### ASSIGNMENT
Of all the lines in these entries, count those that contain "false" and give only the total.

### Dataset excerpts
——

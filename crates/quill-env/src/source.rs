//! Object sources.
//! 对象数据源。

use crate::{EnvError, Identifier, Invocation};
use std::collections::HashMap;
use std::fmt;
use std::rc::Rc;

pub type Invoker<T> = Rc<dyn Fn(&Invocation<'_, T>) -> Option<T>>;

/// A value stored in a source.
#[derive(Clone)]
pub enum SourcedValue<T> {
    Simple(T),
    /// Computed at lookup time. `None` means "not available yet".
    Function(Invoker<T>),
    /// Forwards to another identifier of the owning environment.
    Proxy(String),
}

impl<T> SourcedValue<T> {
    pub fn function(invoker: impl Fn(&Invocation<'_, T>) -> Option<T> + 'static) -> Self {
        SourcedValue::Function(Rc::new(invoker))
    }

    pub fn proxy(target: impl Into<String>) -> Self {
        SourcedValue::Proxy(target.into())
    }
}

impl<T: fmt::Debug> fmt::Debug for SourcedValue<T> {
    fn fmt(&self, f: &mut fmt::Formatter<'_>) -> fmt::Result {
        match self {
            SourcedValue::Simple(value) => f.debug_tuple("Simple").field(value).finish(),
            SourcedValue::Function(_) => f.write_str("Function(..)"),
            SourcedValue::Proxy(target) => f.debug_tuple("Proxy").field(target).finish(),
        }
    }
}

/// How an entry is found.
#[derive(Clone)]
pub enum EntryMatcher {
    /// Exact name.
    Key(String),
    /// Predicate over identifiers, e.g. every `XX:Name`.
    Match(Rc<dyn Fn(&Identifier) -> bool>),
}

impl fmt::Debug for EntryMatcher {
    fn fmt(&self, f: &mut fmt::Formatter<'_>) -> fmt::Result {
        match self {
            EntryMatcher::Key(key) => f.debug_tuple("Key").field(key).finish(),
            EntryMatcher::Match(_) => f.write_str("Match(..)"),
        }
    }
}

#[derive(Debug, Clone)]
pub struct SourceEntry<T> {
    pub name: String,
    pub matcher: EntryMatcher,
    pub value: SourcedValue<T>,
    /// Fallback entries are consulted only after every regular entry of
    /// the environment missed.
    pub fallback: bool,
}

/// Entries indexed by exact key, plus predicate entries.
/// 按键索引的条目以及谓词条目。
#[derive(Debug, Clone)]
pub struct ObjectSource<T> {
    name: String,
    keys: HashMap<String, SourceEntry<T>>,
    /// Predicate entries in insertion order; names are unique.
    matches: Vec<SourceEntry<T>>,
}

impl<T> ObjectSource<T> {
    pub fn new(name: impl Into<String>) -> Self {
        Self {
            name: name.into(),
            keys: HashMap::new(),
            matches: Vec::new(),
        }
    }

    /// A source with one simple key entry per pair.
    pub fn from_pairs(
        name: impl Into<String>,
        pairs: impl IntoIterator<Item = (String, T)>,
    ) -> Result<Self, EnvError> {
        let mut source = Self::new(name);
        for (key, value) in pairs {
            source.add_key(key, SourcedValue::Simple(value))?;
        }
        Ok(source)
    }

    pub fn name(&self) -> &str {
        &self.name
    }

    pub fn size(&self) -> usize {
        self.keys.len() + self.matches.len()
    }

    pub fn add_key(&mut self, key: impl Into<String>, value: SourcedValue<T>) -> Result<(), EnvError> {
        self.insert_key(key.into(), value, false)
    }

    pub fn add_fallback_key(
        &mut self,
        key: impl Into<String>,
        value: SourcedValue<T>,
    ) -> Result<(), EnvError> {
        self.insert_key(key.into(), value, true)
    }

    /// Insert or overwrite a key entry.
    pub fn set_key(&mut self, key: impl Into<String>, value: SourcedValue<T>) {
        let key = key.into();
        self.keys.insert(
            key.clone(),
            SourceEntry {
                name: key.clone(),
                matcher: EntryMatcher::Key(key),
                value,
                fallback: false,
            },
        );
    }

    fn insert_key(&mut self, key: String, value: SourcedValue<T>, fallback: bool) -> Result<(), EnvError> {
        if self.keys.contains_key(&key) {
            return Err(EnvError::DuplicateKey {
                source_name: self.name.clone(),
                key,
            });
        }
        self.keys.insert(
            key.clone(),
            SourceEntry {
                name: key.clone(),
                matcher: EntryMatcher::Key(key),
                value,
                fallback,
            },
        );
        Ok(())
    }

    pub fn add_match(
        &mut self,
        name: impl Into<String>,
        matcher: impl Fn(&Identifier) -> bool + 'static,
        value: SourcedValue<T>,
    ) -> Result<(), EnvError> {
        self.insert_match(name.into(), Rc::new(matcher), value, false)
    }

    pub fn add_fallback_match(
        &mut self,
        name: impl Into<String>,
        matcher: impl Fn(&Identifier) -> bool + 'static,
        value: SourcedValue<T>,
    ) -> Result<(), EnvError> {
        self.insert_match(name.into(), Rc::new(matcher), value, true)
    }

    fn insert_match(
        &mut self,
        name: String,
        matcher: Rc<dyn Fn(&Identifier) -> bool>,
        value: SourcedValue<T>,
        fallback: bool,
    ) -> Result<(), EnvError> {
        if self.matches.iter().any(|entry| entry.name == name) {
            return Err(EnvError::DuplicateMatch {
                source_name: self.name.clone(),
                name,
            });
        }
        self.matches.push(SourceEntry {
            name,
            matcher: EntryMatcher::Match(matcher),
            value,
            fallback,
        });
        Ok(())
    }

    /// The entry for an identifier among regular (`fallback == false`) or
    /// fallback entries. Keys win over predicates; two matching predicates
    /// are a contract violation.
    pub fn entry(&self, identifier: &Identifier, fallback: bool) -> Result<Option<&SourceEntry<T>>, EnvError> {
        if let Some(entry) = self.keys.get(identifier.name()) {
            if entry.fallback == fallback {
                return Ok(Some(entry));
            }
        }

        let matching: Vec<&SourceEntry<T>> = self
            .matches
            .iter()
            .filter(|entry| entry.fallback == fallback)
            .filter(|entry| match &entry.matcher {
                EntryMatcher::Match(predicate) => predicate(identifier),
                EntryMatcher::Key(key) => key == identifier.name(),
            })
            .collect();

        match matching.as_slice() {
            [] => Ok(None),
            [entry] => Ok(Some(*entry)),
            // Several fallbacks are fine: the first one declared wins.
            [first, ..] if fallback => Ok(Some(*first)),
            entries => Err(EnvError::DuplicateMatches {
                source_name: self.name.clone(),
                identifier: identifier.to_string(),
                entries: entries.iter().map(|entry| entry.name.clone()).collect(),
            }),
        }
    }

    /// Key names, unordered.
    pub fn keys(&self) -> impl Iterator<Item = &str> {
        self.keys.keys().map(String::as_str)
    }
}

——

### WRITTEN ANSWER
4